Your goal:
Copy verbatim the block of lines in the entries below whose first line contains "if let Some(same)" and whose last line contains "for field in &set.clear". Leave out all other lines.

+++ Dataset entries

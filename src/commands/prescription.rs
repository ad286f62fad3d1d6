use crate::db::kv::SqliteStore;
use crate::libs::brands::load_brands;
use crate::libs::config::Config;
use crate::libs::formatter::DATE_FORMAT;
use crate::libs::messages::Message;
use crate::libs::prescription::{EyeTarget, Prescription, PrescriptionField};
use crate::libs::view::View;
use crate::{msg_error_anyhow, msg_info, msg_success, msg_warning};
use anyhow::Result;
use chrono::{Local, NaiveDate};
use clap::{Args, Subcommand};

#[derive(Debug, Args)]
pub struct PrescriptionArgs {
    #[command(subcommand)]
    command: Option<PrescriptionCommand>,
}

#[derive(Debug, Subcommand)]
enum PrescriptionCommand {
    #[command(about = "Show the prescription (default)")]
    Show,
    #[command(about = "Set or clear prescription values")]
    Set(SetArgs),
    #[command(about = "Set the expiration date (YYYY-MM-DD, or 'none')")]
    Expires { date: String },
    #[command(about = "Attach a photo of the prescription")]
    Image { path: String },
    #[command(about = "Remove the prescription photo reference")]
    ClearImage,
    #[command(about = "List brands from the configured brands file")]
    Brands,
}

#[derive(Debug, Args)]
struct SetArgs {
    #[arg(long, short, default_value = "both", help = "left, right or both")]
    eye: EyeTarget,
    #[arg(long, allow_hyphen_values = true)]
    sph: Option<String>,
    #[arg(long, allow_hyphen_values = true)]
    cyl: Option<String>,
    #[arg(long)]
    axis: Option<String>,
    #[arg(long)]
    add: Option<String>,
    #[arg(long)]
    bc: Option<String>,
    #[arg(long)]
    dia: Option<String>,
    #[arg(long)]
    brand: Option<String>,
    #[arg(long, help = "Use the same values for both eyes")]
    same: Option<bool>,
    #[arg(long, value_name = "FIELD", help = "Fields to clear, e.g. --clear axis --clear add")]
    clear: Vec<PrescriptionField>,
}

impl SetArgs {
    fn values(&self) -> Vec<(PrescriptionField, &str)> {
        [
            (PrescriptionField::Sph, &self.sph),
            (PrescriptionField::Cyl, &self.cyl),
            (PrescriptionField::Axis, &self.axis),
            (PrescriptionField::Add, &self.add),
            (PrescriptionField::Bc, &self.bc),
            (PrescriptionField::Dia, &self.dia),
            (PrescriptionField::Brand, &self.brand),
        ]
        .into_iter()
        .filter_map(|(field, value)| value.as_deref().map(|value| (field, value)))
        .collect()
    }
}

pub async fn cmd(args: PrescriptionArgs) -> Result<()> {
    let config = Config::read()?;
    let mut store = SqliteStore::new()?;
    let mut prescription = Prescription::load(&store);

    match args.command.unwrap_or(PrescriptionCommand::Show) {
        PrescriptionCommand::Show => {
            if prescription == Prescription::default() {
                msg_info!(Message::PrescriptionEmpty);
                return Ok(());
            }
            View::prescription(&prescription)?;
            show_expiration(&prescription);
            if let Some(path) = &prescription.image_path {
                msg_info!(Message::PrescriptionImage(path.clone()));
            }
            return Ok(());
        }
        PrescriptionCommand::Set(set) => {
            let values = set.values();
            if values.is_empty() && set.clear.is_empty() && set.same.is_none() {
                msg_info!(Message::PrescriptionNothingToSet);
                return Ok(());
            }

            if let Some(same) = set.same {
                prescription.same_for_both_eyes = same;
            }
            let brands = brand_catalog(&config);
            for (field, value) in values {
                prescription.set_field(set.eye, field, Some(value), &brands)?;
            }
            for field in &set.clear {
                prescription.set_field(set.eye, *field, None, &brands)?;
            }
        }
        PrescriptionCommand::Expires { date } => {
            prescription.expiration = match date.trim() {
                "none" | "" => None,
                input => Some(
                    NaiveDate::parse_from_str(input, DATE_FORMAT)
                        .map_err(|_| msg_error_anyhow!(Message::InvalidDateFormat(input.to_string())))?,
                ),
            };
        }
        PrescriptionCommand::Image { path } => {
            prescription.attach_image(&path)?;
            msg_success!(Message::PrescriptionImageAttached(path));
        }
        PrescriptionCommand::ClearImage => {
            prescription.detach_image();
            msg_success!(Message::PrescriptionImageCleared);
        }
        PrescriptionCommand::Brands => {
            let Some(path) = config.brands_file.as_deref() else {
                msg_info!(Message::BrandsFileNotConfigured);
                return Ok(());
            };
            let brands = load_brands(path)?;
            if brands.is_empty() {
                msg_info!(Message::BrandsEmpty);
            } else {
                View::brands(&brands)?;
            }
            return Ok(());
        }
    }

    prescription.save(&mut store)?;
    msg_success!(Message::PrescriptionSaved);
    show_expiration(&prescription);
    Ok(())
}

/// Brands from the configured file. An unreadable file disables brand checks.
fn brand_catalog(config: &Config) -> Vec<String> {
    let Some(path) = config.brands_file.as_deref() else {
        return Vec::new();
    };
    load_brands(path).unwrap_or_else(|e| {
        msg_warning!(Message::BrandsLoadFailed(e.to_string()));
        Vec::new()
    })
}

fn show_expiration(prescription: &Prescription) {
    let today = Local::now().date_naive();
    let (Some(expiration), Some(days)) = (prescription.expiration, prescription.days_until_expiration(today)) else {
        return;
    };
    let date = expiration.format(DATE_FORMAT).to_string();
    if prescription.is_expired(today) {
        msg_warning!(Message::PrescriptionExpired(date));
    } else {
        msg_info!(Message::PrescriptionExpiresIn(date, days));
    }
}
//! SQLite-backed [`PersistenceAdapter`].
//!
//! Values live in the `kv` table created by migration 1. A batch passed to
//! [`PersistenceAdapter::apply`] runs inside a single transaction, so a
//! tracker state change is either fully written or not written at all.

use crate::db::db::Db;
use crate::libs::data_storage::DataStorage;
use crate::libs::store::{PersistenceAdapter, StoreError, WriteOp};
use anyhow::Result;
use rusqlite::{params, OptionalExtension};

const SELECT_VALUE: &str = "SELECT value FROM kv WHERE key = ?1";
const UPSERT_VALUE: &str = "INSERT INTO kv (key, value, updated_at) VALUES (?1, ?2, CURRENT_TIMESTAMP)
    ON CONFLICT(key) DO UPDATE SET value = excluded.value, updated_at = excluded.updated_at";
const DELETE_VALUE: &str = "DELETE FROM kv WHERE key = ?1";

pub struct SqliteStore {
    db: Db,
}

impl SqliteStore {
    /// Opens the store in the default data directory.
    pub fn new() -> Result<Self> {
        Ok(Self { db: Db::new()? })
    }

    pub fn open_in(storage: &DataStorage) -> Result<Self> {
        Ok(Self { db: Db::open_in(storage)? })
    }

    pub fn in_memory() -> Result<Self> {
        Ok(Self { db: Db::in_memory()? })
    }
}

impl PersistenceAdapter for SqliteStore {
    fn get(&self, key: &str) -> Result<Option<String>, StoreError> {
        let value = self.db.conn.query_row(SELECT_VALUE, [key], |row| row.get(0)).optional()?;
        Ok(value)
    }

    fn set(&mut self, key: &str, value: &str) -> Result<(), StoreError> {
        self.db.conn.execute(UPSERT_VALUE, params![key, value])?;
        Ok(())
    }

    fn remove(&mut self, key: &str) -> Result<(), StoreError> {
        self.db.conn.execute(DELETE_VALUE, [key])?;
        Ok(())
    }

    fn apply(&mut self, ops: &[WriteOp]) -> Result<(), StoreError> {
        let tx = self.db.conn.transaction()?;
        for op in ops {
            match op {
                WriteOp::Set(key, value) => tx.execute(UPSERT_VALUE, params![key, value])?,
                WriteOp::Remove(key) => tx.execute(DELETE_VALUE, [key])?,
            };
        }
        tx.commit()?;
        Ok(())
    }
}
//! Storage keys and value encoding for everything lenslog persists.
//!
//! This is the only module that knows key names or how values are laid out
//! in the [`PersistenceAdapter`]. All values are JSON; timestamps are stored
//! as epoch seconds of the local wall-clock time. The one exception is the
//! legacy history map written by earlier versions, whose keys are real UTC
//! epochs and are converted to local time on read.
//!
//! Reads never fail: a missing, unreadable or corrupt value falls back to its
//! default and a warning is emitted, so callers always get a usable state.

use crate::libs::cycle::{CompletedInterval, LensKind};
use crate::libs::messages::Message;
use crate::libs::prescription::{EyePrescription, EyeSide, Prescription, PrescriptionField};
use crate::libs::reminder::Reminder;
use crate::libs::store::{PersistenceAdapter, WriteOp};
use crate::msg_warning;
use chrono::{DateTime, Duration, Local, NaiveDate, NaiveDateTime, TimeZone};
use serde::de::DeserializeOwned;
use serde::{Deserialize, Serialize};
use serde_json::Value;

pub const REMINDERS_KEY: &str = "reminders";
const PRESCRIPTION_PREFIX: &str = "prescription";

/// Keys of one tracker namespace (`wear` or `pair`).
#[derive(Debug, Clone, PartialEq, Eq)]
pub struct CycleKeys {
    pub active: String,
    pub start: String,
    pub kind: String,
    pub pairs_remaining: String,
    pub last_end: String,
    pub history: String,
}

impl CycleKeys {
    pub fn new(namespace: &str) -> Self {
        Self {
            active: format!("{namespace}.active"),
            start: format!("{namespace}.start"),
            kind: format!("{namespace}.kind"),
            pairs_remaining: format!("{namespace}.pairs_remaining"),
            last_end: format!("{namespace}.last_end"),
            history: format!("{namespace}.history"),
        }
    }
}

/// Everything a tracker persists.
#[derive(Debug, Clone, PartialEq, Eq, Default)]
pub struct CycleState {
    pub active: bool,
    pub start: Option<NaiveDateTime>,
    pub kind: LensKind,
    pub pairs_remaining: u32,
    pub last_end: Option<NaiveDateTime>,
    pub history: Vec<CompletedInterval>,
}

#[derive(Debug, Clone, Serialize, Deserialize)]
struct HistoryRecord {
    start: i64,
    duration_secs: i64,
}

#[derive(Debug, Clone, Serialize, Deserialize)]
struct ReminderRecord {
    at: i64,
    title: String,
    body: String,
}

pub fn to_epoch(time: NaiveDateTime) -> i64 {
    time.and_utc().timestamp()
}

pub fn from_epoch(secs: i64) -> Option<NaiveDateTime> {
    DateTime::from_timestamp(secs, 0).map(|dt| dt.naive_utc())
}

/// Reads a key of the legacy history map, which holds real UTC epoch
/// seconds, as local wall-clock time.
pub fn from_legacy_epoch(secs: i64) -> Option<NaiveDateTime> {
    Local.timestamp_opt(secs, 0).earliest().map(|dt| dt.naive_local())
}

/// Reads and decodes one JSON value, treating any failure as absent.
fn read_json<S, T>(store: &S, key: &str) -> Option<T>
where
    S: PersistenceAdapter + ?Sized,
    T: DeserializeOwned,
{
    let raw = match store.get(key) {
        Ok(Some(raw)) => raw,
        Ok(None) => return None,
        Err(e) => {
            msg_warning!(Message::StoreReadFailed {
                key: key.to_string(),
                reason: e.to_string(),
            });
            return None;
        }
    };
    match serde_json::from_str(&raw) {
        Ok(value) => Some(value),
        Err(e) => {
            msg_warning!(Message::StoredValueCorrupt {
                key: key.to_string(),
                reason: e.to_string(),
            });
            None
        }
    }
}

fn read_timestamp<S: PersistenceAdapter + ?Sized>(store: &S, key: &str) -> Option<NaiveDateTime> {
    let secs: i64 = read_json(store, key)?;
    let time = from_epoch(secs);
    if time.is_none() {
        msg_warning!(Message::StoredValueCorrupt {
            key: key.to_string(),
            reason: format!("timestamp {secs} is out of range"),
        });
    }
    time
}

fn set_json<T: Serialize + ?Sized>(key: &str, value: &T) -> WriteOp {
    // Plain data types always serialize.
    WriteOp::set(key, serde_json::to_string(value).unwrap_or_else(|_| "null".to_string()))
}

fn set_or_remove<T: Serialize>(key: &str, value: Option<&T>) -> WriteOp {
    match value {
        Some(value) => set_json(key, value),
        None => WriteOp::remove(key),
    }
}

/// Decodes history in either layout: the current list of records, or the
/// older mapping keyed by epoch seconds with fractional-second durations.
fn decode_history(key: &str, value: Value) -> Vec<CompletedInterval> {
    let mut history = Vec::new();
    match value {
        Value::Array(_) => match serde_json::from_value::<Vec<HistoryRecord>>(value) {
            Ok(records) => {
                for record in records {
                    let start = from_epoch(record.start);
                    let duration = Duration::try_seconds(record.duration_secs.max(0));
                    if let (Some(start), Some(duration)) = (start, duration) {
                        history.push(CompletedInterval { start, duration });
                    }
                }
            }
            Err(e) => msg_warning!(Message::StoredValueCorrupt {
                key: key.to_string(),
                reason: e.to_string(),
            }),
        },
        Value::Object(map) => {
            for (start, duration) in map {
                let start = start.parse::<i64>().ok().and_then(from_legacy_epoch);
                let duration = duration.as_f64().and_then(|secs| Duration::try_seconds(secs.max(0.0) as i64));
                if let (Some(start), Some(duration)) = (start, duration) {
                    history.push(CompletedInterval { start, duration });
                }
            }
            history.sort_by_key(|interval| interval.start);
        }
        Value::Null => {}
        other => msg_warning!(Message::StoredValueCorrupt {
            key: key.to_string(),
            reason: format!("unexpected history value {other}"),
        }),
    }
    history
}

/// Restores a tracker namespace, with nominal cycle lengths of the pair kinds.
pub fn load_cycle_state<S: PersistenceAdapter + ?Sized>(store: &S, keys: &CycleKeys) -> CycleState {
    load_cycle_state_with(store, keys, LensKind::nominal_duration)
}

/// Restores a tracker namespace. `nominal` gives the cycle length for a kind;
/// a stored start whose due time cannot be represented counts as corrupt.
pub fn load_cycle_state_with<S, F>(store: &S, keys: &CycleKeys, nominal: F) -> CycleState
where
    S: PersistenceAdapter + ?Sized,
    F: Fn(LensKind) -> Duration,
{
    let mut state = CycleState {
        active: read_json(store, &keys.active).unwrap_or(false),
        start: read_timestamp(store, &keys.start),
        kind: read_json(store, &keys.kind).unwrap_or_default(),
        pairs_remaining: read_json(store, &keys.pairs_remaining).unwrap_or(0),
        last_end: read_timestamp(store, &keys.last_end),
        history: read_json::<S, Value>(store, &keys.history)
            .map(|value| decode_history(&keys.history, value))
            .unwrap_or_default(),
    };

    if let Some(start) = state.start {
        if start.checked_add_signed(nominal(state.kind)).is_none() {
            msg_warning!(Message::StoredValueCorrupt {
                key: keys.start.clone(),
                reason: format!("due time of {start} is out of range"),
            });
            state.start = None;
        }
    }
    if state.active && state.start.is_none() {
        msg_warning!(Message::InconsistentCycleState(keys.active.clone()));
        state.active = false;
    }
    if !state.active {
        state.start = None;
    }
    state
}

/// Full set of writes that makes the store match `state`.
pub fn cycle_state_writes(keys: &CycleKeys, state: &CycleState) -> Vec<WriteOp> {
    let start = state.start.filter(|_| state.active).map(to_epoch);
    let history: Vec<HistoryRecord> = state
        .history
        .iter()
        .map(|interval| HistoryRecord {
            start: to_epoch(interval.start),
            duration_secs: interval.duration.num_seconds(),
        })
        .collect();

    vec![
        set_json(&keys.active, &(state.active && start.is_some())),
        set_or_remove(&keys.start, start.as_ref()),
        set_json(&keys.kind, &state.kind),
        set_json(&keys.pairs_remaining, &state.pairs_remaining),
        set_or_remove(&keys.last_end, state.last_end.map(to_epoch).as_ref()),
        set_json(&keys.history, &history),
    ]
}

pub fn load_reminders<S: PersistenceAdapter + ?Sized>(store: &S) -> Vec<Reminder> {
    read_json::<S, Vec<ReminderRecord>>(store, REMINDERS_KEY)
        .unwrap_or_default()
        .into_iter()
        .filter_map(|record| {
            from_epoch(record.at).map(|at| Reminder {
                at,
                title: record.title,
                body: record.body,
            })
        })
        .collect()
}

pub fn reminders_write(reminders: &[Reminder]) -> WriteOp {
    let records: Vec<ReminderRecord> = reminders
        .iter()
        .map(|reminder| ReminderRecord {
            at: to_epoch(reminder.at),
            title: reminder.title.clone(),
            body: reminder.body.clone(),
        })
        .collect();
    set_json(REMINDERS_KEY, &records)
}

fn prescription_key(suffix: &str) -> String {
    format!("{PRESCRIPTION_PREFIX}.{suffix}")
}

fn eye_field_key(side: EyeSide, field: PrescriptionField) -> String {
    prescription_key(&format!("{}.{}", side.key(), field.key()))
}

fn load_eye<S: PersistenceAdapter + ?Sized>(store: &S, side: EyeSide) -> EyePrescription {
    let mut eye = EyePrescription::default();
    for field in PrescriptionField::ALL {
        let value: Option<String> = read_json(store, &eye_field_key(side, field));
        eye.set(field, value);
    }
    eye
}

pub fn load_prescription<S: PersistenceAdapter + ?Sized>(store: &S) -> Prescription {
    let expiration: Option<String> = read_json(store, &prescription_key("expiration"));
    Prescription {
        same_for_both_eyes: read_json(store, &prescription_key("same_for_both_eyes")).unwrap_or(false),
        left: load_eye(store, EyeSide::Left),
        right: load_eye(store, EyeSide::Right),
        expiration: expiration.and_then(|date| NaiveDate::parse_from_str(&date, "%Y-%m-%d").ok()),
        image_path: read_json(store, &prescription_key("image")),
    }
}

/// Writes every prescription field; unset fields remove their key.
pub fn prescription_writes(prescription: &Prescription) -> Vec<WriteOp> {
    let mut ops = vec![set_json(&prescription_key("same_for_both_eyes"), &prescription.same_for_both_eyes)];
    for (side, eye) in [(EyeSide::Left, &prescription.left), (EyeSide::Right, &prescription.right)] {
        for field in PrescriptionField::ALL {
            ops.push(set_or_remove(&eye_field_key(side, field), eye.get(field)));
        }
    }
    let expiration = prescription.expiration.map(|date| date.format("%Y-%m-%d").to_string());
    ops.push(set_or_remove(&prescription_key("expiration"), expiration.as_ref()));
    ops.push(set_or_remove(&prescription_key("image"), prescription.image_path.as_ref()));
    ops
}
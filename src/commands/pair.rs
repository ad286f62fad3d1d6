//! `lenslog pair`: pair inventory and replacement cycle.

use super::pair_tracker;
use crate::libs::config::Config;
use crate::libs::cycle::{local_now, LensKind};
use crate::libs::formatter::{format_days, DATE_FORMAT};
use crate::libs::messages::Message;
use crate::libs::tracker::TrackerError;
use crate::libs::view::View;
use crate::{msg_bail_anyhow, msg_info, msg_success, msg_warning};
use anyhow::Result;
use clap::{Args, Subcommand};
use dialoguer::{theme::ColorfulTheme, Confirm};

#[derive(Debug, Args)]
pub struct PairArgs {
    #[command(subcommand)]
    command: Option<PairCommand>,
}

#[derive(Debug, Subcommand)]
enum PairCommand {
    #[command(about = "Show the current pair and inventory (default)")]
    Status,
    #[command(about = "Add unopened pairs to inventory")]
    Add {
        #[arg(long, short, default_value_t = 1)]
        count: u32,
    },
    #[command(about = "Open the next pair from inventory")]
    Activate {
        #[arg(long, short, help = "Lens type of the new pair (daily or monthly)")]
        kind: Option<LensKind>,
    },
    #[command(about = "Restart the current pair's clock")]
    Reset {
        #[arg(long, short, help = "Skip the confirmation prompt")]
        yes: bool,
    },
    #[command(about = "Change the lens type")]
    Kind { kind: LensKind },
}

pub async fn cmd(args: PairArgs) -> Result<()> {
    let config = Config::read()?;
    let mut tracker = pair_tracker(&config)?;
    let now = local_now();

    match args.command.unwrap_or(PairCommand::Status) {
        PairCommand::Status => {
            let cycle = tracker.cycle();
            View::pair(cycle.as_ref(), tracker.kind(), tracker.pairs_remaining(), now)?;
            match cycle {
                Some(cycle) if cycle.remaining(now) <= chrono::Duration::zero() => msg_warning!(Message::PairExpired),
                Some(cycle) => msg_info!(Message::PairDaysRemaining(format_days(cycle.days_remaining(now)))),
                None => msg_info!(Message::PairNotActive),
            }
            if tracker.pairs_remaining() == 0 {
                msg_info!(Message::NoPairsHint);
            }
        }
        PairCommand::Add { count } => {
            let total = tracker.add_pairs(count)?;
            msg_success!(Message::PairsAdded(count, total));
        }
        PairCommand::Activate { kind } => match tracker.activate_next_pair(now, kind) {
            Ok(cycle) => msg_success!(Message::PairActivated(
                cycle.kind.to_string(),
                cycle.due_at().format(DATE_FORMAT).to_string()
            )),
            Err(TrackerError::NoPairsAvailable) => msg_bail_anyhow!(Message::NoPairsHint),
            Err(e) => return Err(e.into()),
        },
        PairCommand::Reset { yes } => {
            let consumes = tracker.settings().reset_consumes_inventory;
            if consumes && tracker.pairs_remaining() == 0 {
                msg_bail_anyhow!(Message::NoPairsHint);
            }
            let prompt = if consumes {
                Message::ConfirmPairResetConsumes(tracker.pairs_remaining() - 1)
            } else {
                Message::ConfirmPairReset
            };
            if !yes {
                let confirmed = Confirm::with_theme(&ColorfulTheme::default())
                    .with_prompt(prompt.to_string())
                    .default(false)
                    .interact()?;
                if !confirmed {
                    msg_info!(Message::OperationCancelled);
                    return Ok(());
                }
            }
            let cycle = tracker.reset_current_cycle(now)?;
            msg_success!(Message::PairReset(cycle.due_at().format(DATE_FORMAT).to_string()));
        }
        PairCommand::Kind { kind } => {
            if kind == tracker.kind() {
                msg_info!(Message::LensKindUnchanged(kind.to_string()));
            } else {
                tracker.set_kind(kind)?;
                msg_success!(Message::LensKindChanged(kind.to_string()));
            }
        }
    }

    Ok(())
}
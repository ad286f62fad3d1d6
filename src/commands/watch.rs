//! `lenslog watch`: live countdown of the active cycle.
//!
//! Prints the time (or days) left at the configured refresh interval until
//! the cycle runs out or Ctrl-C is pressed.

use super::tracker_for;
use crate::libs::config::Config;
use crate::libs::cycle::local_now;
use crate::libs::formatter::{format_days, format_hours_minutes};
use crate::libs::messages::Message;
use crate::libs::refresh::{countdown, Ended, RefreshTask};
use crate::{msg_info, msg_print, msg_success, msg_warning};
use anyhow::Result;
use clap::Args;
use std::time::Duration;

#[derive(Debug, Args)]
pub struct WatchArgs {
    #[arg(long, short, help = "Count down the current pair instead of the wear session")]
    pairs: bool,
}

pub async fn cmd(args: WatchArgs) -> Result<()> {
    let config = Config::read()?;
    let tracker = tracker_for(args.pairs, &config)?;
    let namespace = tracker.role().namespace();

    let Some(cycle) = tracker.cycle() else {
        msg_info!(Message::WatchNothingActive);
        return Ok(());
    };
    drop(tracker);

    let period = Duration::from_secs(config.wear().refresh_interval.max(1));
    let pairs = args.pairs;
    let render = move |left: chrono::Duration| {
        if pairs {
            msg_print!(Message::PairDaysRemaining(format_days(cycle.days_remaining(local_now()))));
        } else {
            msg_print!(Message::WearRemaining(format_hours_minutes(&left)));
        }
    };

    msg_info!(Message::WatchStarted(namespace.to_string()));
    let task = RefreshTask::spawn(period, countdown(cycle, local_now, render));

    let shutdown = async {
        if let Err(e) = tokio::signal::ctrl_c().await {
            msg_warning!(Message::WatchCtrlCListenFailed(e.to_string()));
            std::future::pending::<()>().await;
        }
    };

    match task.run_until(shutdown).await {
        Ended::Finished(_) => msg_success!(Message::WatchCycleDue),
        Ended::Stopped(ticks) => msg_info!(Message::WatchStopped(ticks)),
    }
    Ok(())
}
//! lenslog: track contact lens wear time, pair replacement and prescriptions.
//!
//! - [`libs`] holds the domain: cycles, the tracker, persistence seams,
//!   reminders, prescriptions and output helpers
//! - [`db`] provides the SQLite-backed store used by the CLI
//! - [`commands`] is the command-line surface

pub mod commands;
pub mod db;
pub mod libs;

++++++

Solution to the exercise:
            if let Some(same) = set.same {
                prescription.same_for_both_eyes = same;
            }
            let brands = brand_catalog(&config);
            for (field, value) in values {
                prescription.set_field(set.eye, field, Some(value), &brands)?;
            }
            for field in &set.clear {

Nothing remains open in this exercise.